The Company had following intangible assets as of March 31, 2014 and December 31, 2013:

 

    3/31/2014     12/31/2013  
Identifiable artistic-related assets (a)   $ 1,740,000     $ 1,740,000  
Trademarks (b)     129,831       129,831  
Product Masters (b)     3,257,129       3,257,129  
Other Intangible Assets     50,000        
Less Accumulated Amortization (c)     (3,273,323 )     (3,261,254 )
Intangible Assets, Net   $ 1,903,637     $ 1,865,706  

  

  (a) In association with the Merger, the Company acquired $1,740,000 in identifiable artistic-related assets. These assets, related to certain properties owned by A Squared and assumed by the Company, were valued using an independent firm during the fourth quarter of 2013. Based on certain legal, regulatory, contractual, and economic factors, the Company has deemed these assets to be indefinite-lived.
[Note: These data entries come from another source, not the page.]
use tracing::{debug, warn};

use mentor_core::{MentorError, Observation, Result, Transcript};
use mentor_oracle::{Oracle, OracleReply, OracleRequest};

use crate::context::ActionContext;
use crate::registry::ActionRegistry;

/// Outcome of one reasoning-action cycle.
#[derive(Debug)]
pub struct CycleOutcome {
    /// The oracle's terminal text.
    pub final_text: String,
    /// Every action request and observation, in order.
    pub transcript: Transcript,
    /// Actions dispatched.
    pub steps: u32,
}

/// The generic reasoning-action loop shared by all five agents.
///
/// Repeatedly asks the oracle for the next step until it emits no action
/// request. Action invocations go through the registry's argument
/// completion; a failed or unknown invocation is appended to the
/// transcript as an `Observation::Error` - never raised - so the oracle
/// can recover or the loop can terminate normally. `max_steps` bounds the
/// loop against an oracle that never stops requesting actions.
pub async fn run_cycle(
    oracle: &dyn Oracle,
    registry: &ActionRegistry,
    ctx: &ActionContext,
    system: &str,
    input: &str,
    max_steps: u32,
) -> Result<CycleOutcome> {
    let mut transcript = Transcript::new();
    let mut steps = 0u32;

    loop {
        let request = OracleRequest {
            system: system.to_string(),
            input: input.to_string(),
            transcript: transcript.clone(),
            actions: registry.specs(),
            temperature: ctx.config.oracle.temperature,
            max_tokens: ctx.config.oracle.max_tokens,
        };

        match oracle.complete(&request).await? {
            OracleReply::Text(final_text) => {
                debug!(steps, "cycle terminated");
                return Ok(CycleOutcome {
                    final_text,
                    transcript,
                    steps,
                });
            }
            OracleReply::Action(call) => {
                if steps >= max_steps {
                    return Err(MentorError::LoopBudgetExceeded { max_steps });
                }
                steps += 1;

                let observation = match registry.dispatch(&call, ctx).await {
                    Ok(obs) => obs,
                    Err(e) => {
                        warn!(action = %call.name, error = %e, "action invocation failed");
                        Observation::Error {
                            message: e.to_string(),
                        }
                    }
                };

                debug!(action = %call.name, kind = observation.kind(), "observation recorded");
                transcript.push(call, observation);
            }
        }
    }
}

#[cfg(test)]
mod tests {
    use super::*;
    use crate::registry::ActionHandler;
    use async_trait::async_trait;
    use mentor_config::MentorConfig;
    use mentor_core::ActionSpec;
    use mentor_oracle::MockOracle;
    use mentor_store::{SqliteConceptSearch, SqliteStore};
    use serde_json::{Value, json};
    use std::sync::Arc;
    use uuid::Uuid;

    struct AlwaysFails;

    #[async_trait]
    impl ActionHandler for AlwaysFails {
        fn spec(&self) -> ActionSpec {
            ActionSpec {
                name: "broken".into(),
                description: "Always fails".into(),
                parameters: json!({"type": "object"}),
            }
        }

        async fn invoke(&self, _args: &Value, _ctx: &ActionContext) -> mentor_core::Result<Observation> {
            Err(MentorError::ActionFailed {
                action: "broken".into(),
                reason: "backend unavailable".into(),
            })
        }
    }

    fn ctx(oracle: Arc<MockOracle>) -> ActionContext {
        let store = Arc::new(SqliteStore::open_in_memory().unwrap());
        ActionContext::new(
            Arc::clone(&store),
            Arc::new(SqliteConceptSearch::new(store, None)),
            oracle,
            MentorConfig::default(),
            Uuid::new_v4(),
            Uuid::new_v4(),
            Uuid::new_v4(),
        )
    }

    #[tokio::test]
    async fn test_cycle_terminates_on_text() {
        let oracle = Arc::new(MockOracle::new().with_text("all done"));
        let registry = ActionRegistry::new();
        let outcome = run_cycle(oracle.as_ref(), &registry, &ctx(oracle.clone()), "sys", "in", 8)
            .await
            .unwrap();
        assert_eq!(outcome.final_text, "all done");
        assert_eq!(outcome.steps, 0);
        assert!(outcome.transcript.is_empty());
    }

    #[tokio::test]
    async fn test_failing_action_still_yields_transcript_entry() {
        let oracle = Arc::new(
            MockOracle::new()
                .with_action("broken", json!({}))
                .with_text("recovered"),
        );
        let registry = ActionRegistry::new().register(Arc::new(AlwaysFails));
        let outcome = run_cycle(oracle.as_ref(), &registry, &ctx(oracle.clone()), "sys", "in", 8)
            .await
            .unwrap();

        assert_eq!(outcome.final_text, "recovered");
        assert_eq!(outcome.transcript.len(), 1);
        assert!(outcome.transcript.entries()[0].observation.is_error());
    }

    #[tokio::test]
    async fn test_unknown_action_becomes_error_observation() {
        let oracle = Arc::new(
            MockOracle::new()
                .with_action("hallucinated", json!({}))
                .with_text("ok"),
        );
        let registry = ActionRegistry::new();
        let outcome = run_cycle(oracle.as_ref(), &registry, &ctx(oracle.clone()), "sys", "in", 8)
            .await
            .unwrap();
        assert_eq!(outcome.transcript.len(), 1);
        assert!(outcome.transcript.entries()[0].observation.is_error());
    }

    #[tokio::test]
    async fn test_step_budget_bounds_runaway_oracle() {
        let oracle = Arc::new(
            MockOracle::new()
                .with_action("broken", json!({}))
                .with_action("broken", json!({}))
                .with_action("broken", json!({})),
        );
        let registry = ActionRegistry::new().register(Arc::new(AlwaysFails));
        let err = run_cycle(oracle.as_ref(), &registry, &ctx(oracle.clone()), "sys", "in", 2)
            .await
            .unwrap_err();
        assert!(matches!(err, MentorError::LoopBudgetExceeded { max_steps: 2 }));
    }
}
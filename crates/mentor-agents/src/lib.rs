//! # mentor-agents
//!
//! The five specialized reasoning agents and the generic machinery they
//! share:
//!
//! - [`cycle::run_cycle`] - the reasoning-action loop: ask the oracle,
//!   dispatch the requested action, append the observation, repeat until
//!   the oracle emits terminal text (bounded by a step budget).
//! - [`registry::ActionRegistry`] - per-agent action dispatch with
//!   argument completion from the [`context::ActionContext`].
//! - [`extract`] - total, tag-based result extraction from transcripts.
//!
//! Each agent is one configuration of {registry, prompts, extractor}:
//! teaching, assessment, progress, validation, and mnemonic.

pub mod assessment;
pub mod context;
pub mod cycle;
pub mod extract;
pub mod mnemonic;
pub mod progress;
pub mod registry;
pub mod teaching;
pub mod validation;

pub use assessment::{AssessmentAgent, AssessmentOutput};
pub use context::ActionContext;
pub use cycle::{CycleOutcome, run_cycle};
pub use mnemonic::MnemonicAgent;
pub use progress::{ProgressAgent, ProgressSnapshot};
pub use registry::{ActionHandler, ActionRegistry};
pub use teaching::TeachingAgent;
pub use validation::{ValidationAgent, ValidationReport};
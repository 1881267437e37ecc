use async_trait::async_trait;
use mentor_core::{ActionCall, MentorError, Result};
use std::time::Duration;
use tracing::debug;

use crate::provider::*;

/// OpenAI-compatible chat-completions oracle (works with OpenAI, Azure,
/// Together, vLLM, etc.)
pub struct OpenAiOracle {
    client: reqwest::Client,
    api_key: String,
    base_url: String,
    model: String,
    /// Per-call deadline. None disables the deadline.
    request_timeout: Option<Duration>,
}

impl OpenAiOracle {
    pub fn new(api_key: String, model: String) -> Self {
        Self {
            client: reqwest::Client::new(),
            api_key,
            base_url: "https://api.openai.com/v1".into(),
            model,
            request_timeout: Some(Duration::from_secs(60)),
        }
    }

    /// Use a custom base URL (for Azure, Together, vLLM, etc.)
    pub fn with_base_url(mut self, url: String) -> Self {
        self.base_url = url;
        self
    }

    /// Set the per-call deadline. 0 disables it.
    pub fn with_timeout_secs(mut self, secs: u64) -> Self {
        self.request_timeout = (secs > 0).then(|| Duration::from_secs(secs));
        self
    }

    /// Render the request as a chat-completions message array. The
    /// transcript becomes assistant tool-call messages paired with tool
    /// results carrying the observation JSON.
    fn render_messages(&self, request: &OracleRequest) -> Vec<serde_json::Value> {
        let mut messages = vec![
            serde_json::json!({ "role": "system", "content": request.system }),
            serde_json::json!({ "role": "user", "content": request.input }),
        ];

        for entry in request.transcript.entries() {
            messages.push(serde_json::json!({
                "role": "assistant",
                "content": serde_json::Value::Null,
                "tool_calls": [{
                    "id": entry.call.id,
                    "type": "function",
                    "function": {
                        "name": entry.call.name,
                        "arguments": serde_json::to_string(&entry.call.arguments)
                            .unwrap_or_default(),
                    }
                }],
            }));
            messages.push(serde_json::json!({
                "role": "tool",
                "tool_call_id": entry.call.id,
                "content": serde_json::to_string(&entry.observation).unwrap_or_default(),
            }));
        }

        messages
    }
}

#[async_trait]
impl Oracle for OpenAiOracle {
    fn name(&self) -> &str {
        "openai"
    }

    async fn complete(&self, request: &OracleRequest) -> Result<OracleReply> {
        let messages = self.render_messages(request);

        let mut body = serde_json::json!({
            "model": &self.model,
            "temperature": request.temperature,
            "max_tokens": request.max_tokens,
            "messages": messages,
        });

        if !request.actions.is_empty() {
            let tools: Vec<serde_json::Value> = request
                .actions
                .iter()
                .map(|a| {
                    serde_json::json!({
                        "type": "function",
                        "function": {
                            "name": a.name,
                            "description": a.description,
                            "parameters": a.parameters,
                        }
                    })
                })
                .collect();
            body["tools"] = serde_json::json!(tools);
        }

        debug!(model = %self.model, actions = request.actions.len(), "oracle request");

        let send = self
            .client
            .post(format!("{}/chat/completions", self.base_url))
            .header("Authorization", format!("Bearer {}", self.api_key))
            .json(&body)
            .send();

        let resp = match self.request_timeout {
            Some(deadline) => tokio::time::timeout(deadline, send).await.map_err(|_| {
                MentorError::OracleTimeout {
                    secs: deadline.as_secs(),
                }
            })?,
            None => send.await,
        }
        .map_err(|e| MentorError::Oracle(e.to_string()))?;

        if !resp.status().is_success() {
            let status = resp.status();
            let text = resp.text().await.unwrap_or_default();
            return Err(MentorError::Oracle(format!("HTTP {status}: {text}")));
        }

        let data: serde_json::Value = resp
            .json()
            .await
            .map_err(|e| MentorError::Oracle(e.to_string()))?;

        let message = &data["choices"][0]["message"];

        // A requested action wins over any accompanying text.
        if let Some(calls) = message["tool_calls"].as_array() {
            if let Some(call) = calls.iter().find_map(|c| {
                Some(ActionCall {
                    id: c["id"].as_str()?.to_string(),
                    name: c["function"]["name"].as_str()?.to_string(),
                    arguments: serde_json::from_str(
                        c["function"]["arguments"].as_str().unwrap_or("{}"),
                    )
                    .unwrap_or_default(),
                })
            }) {
                return Ok(OracleReply::Action(call));
            }
        }

        Ok(OracleReply::Text(
            message["content"].as_str().unwrap_or("").to_string(),
        ))
    }
}
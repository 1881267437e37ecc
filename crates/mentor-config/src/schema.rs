use serde::{Deserialize, Serialize};
use std::path::PathBuf;

use mentor_core::TeachingStyle;

/// Root configuration - maps to `mentor.toml`.
#[derive(Debug, Clone, Default, Serialize, Deserialize)]
#[serde(default)]
pub struct MentorConfig {
    pub oracle: OracleConfig,
    pub teaching: TeachingConfig,
    pub assessment: AssessmentConfig,
    pub validation: ValidationConfig,
    pub mnemonic: MnemonicConfig,
    pub review: ReviewConfig,
    pub search: SearchConfig,
    pub store: StoreConfig,
    pub logging: LoggingConfig,
}

// ── Oracle ─────────────────────────────────────────────────────

#[derive(Debug, Clone, Serialize, Deserialize)]
#[serde(default)]
pub struct OracleConfig {
    /// Model identifier sent to the provider, e.g. "gpt-4o-mini".
    pub model: String,
    /// Base URL for an OpenAI-compatible endpoint.
    pub base_url: String,
    /// API key. Falls back to the OPENAI_API_KEY env var when unset.
    pub api_key: Option<String>,
    /// Sampling temperature (0.0 - 2.0).
    pub temperature: f32,
    /// Maximum tokens per reply.
    pub max_tokens: u32,
    /// Maximum reasoning-action steps per agent invocation before the
    /// cycle fails with LoopBudgetExceeded.
    pub max_steps: u32,
    /// Per-call deadline in seconds. 0 disables the deadline.
    pub request_timeout_secs: u64,
}

impl Default for OracleConfig {
    fn default() -> Self {
        Self {
            model: "gpt-4o-mini".into(),
            base_url: "https://api.openai.com/v1".into(),
            api_key: None,
            temperature: 0.7,
            max_tokens: 1024,
            max_steps: 8,
            request_timeout_secs: 60,
        }
    }
}

// ── Teaching ───────────────────────────────────────────────────

#[derive(Debug, Clone, Serialize, Deserialize)]
#[serde(default)]
pub struct TeachingConfig {
    /// Explanation shape: guided (short, Socratic) or systematic
    /// (long, structured).
    pub style: TeachingStyle,
    /// Soft character budget for a guided explanation.
    pub explanation_max_chars: usize,
    /// Comprehension probes per check (1-5).
    pub num_questions: usize,
    /// How many times a not-understood result may re-enter explanation
    /// before the session records a knowledge gap.
    pub max_retries: u32,
}

impl Default for TeachingConfig {
    fn default() -> Self {
        Self {
            style: TeachingStyle::Guided,
            explanation_max_chars: 800,
            num_questions: 2,
            max_retries: 3,
        }
    }
}

// ── Assessment ─────────────────────────────────────────────────

#[derive(Debug, Clone, Serialize, Deserialize)]
#[serde(default)]
pub struct AssessmentConfig {
    /// Responses shorter than this are classified not-understood outright.
    pub min_response_chars: usize,
    /// Phrases that signal the learner explicitly does not understand.
    pub negative_keywords: Vec<String>,
    /// Coverage ratio at or above which understanding is full.
    pub full_coverage: f64,
    /// Coverage ratio at or above which understanding is partial.
    pub partial_coverage: f64,
    /// This many recorded misunderstandings degrade the result band.
    pub serious_misunderstanding_count: usize,
}

impl Default for AssessmentConfig {
    fn default() -> Self {
        Self {
            min_response_chars: 10,
            negative_keywords: vec![
                "don't understand".into(),
                "do not understand".into(),
                "don't know".into(),
                "no idea".into(),
                "i'm lost".into(),
                "makes no sense".into(),
                "not clear".into(),
            ],
            full_coverage: 0.8,
            partial_coverage: 0.5,
            serious_misunderstanding_count: 2,
        }
    }
}

// ── Validation ─────────────────────────────────────────────────

#[derive(Debug, Clone, Serialize, Deserialize)]
#[serde(default)]
pub struct ValidationConfig {
    /// Suppress content validation entirely.
    pub skip: bool,
    /// Keywords that mark an explanation as regulatory/factual.
    pub trigger_keywords: Vec<String>,
    /// Phrases in the opening segment that mark a pure conceptual
    /// explanation, exempt from validation when at most
    /// `conceptual_max_items` items were flagged.
    pub conceptual_openers: Vec<String>,
    pub conceptual_max_items: usize,
    /// Minimum trust score for authority sources used in verdicts.
    pub min_trust_score: f64,
}

impl Default for ValidationConfig {
    fn default() -> Self {
        Self {
            skip: false,
            trigger_keywords: vec![
                "formula".into(),
                "law".into(),
                "tax".into(),
                "regulation".into(),
                "section".into(),
                "clause".into(),
                "threshold".into(),
                "limit".into(),
                "%".into(),
            ],
            conceptual_openers: vec![
                "concept".into(),
                "definition".into(),
                "understanding".into(),
                "analogy".into(),
                "example".into(),
                "measures".into(),
                "refers to".into(),
            ],
            conceptual_max_items: 1,
            min_trust_score: 0.6,
        }
    }
}

// ── Mnemonic ───────────────────────────────────────────────────

#[derive(Debug, Clone, Serialize, Deserialize)]
#[serde(default)]
pub struct MnemonicConfig {
    /// Suppress mnemonic generation entirely.
    pub skip: bool,
    /// Explanations longer than this trigger a mnemonic even when the
    /// learner has not yet failed a check.
    pub explanation_length_trigger: usize,
    /// Number mentions at or above this pick the acronym strategy.
    pub acronym_min_numbers: usize,
    /// Phrases that signal comparison language.
    pub comparison_markers: Vec<String>,
}

impl Default for MnemonicConfig {
    fn default() -> Self {
        Self {
            skip: false,
            explanation_length_trigger: 300,
            acronym_min_numbers: 3,
            comparison_markers: vec![
                "versus".into(),
                " vs ".into(),
                "compared to".into(),
                "difference between".into(),
                "in contrast".into(),
            ],
        }
    }
}

// ── Review ─────────────────────────────────────────────────────

#[derive(Debug, Clone, Serialize, Deserialize)]
#[serde(default)]
pub struct ReviewConfig {
    /// Minimum days since last review before a topic is due, keyed by
    /// confidence level.
    pub interval_days_low: i64,
    pub interval_days_medium: i64,
    pub interval_days_medium_high: i64,
    pub interval_days_high: i64,
    /// Maximum reminders returned per request.
    pub max_reminders: usize,
}

impl Default for ReviewConfig {
    fn default() -> Self {
        Self {
            interval_days_low: 1,
            interval_days_medium: 2,
            interval_days_medium_high: 3,
            interval_days_high: 7,
            max_reminders: 5,
        }
    }
}

impl ReviewConfig {
    pub fn interval_for(&self, confidence: mentor_core::ConfidenceLevel) -> i64 {
        use mentor_core::ConfidenceLevel::*;
        match confidence {
            Low => self.interval_days_low,
            Medium => self.interval_days_medium,
            MediumHigh => self.interval_days_medium_high,
            High => self.interval_days_high,
        }
    }
}

// ── Search ─────────────────────────────────────────────────────

#[derive(Debug, Clone, Serialize, Deserialize)]
#[serde(default)]
pub struct SearchConfig {
    /// Concepts returned per retrieval.
    pub top_k: usize,
    /// Minimum similarity for a concept to be returned.
    pub similarity_threshold: f32,
    /// Embedding model for vector search. Unset = keyword fallback only.
    pub embedding_model: Option<String>,
    pub embedding_dims: usize,
}

impl Default for SearchConfig {
    fn default() -> Self {
        Self {
            top_k: 5,
            similarity_threshold: 0.7,
            embedding_model: None,
            embedding_dims: 1536,
        }
    }
}

// ── Store ──────────────────────────────────────────────────────

#[derive(Debug, Clone, Serialize, Deserialize)]
#[serde(default)]
pub struct StoreConfig {
    /// Path to the SQLite database.
    pub db_path: PathBuf,
}

impl Default for StoreConfig {
    fn default() -> Self {
        Self {
            db_path: dirs::home_dir()
                .unwrap_or_else(|| PathBuf::from("."))
                .join(".mentor")
                .join("mentor.db"),
        }
    }
}

// ── Logging ────────────────────────────────────────────────────

#[derive(Debug, Clone, Serialize, Deserialize)]
#[serde(default)]
pub struct LoggingConfig {
    /// Log level: trace, debug, info, warn, error.
    pub level: String,
    /// Output format: "pretty" or "json".
    pub format: String,
}

impl Default for LoggingConfig {
    fn default() -> Self {
        Self {
            level: "info".into(),
            format: "pretty".into(),
        }
    }
}

// ── Validation ─────────────────────────────────────────────────

impl MentorConfig {
    /// Validate the configuration. Returns non-fatal warnings on success,
    /// an error description for hard failures.
    pub fn validate(&self) -> Result<Vec<String>, String> {
        let mut warnings = Vec::new();

        if !(0.0..=2.0).contains(&self.oracle.temperature) {
            return Err(format!(
                "oracle.temperature: must be in [0.0, 2.0], got {}",
                self.oracle.temperature
            ));
        }
        if self.oracle.max_steps == 0 {
            return Err("oracle.max_steps: must be at least 1".into());
        }
        if !(1..=5).contains(&self.teaching.num_questions) {
            return Err(format!(
                "teaching.num_questions: must be in 1..=5, got {}",
                self.teaching.num_questions
            ));
        }
        if self.teaching.max_retries == 0 {
            return Err("teaching.max_retries: must be at least 1".into());
        }
        if !(0.0..=1.0).contains(&self.assessment.full_coverage)
            || !(0.0..=1.0).contains(&self.assessment.partial_coverage)
        {
            return Err("assessment coverage thresholds must be in [0.0, 1.0]".into());
        }
        if self.assessment.partial_coverage > self.assessment.full_coverage {
            return Err(format!(
                "assessment.partial_coverage ({}) exceeds full_coverage ({})",
                self.assessment.partial_coverage, self.assessment.full_coverage
            ));
        }
        if !(0.0..=1.0).contains(&self.search.similarity_threshold) {
            return Err("search.similarity_threshold must be in [0.0, 1.0]".into());
        }

        if self.oracle.api_key.is_none() {
            warnings.push(
                "oracle.api_key not set and OPENAI_API_KEY absent - live oracle calls will fail"
                    .into(),
            );
        }
        if self.oracle.request_timeout_secs == 0 {
            warnings.push("oracle.request_timeout_secs = 0 - a hung oracle will block the session".into());
        }

        Ok(warnings)
    }
}
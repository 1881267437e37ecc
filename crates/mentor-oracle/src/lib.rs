//! # mentor-oracle
//!
//! Reasoning-oracle abstraction layer. The oracle is the external
//! text-generation capability every agent consults for its next step:
//! given a system prompt, the task input, the transcript so far, and the
//! available actions, it replies with either terminal text or an action
//! request.
//!
//! Backends: an OpenAI-compatible HTTP provider (with a per-call
//! deadline) and a queued mock for tests. Embedding providers for the
//! concept similarity search live here too.

pub mod embedding;
pub mod mock;
pub mod openai;
pub mod provider;

pub use embedding::{EmbeddingProvider, OpenAiEmbedding};
pub use mock::MockOracle;
pub use openai::OpenAiOracle;
pub use provider::{Oracle, OracleReply, OracleRequest};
Hence, pursuant to ASC 350-30, these assets are not subject to amortization. They are tested annually for the recognition of impairment expense.

 

  (b) Pursuant to ASC 350-30-35, the Company reviews these intangible assets periodically to determine if the value should be retired or impaired due to recent events. At December 31, 2013, it was determined that certain “Other Intangible Assets” totaling $470,685 in gross asset value, with accumulated amortization of $228,961, were to be retired giving rise to an associated loss on disposition of assets totaling $241,723. During the period ended March 31, 2014, the Company did not recognize any similar impairment.

 

  (c) During the three months ended March 31, 2014 and 2013, the Company recognized $12,069 and $36,577, respectively, in amortization expense related to these intangible assets.

 

Goodwill

 

In association with the Merger, the Company recognized $10,365,805 in Goodwill, representing the excess of the fair value of the consideration for the Merger over net identifiable assets acquired (See Note 3 – Business Combination for additional information). Pursuant to ASC 350-20, Goodwill is not subject to amortization but is subject to annual review to determine if certain events warrant impairment to the Goodwill asset. As of December 31, 2013, no impairment was warranted or recognized.

 

Intangible Assets, Net

 

The Company had following intangible assets as of December 31, 2013 and 2012:

 

    12/31/2013     12/31/2012  
Identifiable artistic-related assets (a)   $ 1,740,000     $  
Trademarks (b)     129,831       129,831  
Product Masters (b)     3,257,129       3,279,369  
Other Intangible Assets (b)           290,161  
Less Accumulated Amortization (c)     (3,261,254 )     (3,343,291 )
Intangible Assets, Net   $ 1,865,706     $ 356,070  

  

  (a) In association with the Merger, the Company acquired $1,740,000 in identifiable artistic-related assets. These assets, related to certain properties owned by A Squared and assumed by the Company, were valued using an independent firm during the fourth quarter of 2013. Based on certain legal, regulatory, contractual, and economic factors, the Company has deemed these assets to be indefinite-lived. Hence, pursuant to ASC 350-30, these assets are not subject to amortization. They are tested annually for the recognition of impairment expense. As of December 31, 2013, no impairment was warranted or recognized.

 

  (b) Pursuant to ASC 350-30-35, the Company reviews these intangible assets periodically to determine if the value should be retired or impaired due to recent events. At December 31, 2013, it was determined that certain “Other Intangible Assets” totaling $470,685 in gross asset value, with accumulated amortization of $228,961, were to be retired giving rise to an associated loss on disposition of assets totaling $241,723. During the prior period, the Company did not recognize any similar impairment.

 

  (c) During the years ended December 31, 2013 and 2012, the Company recognized $146,924 and $138,767, respectively, in amortization expense related to these intangible assets.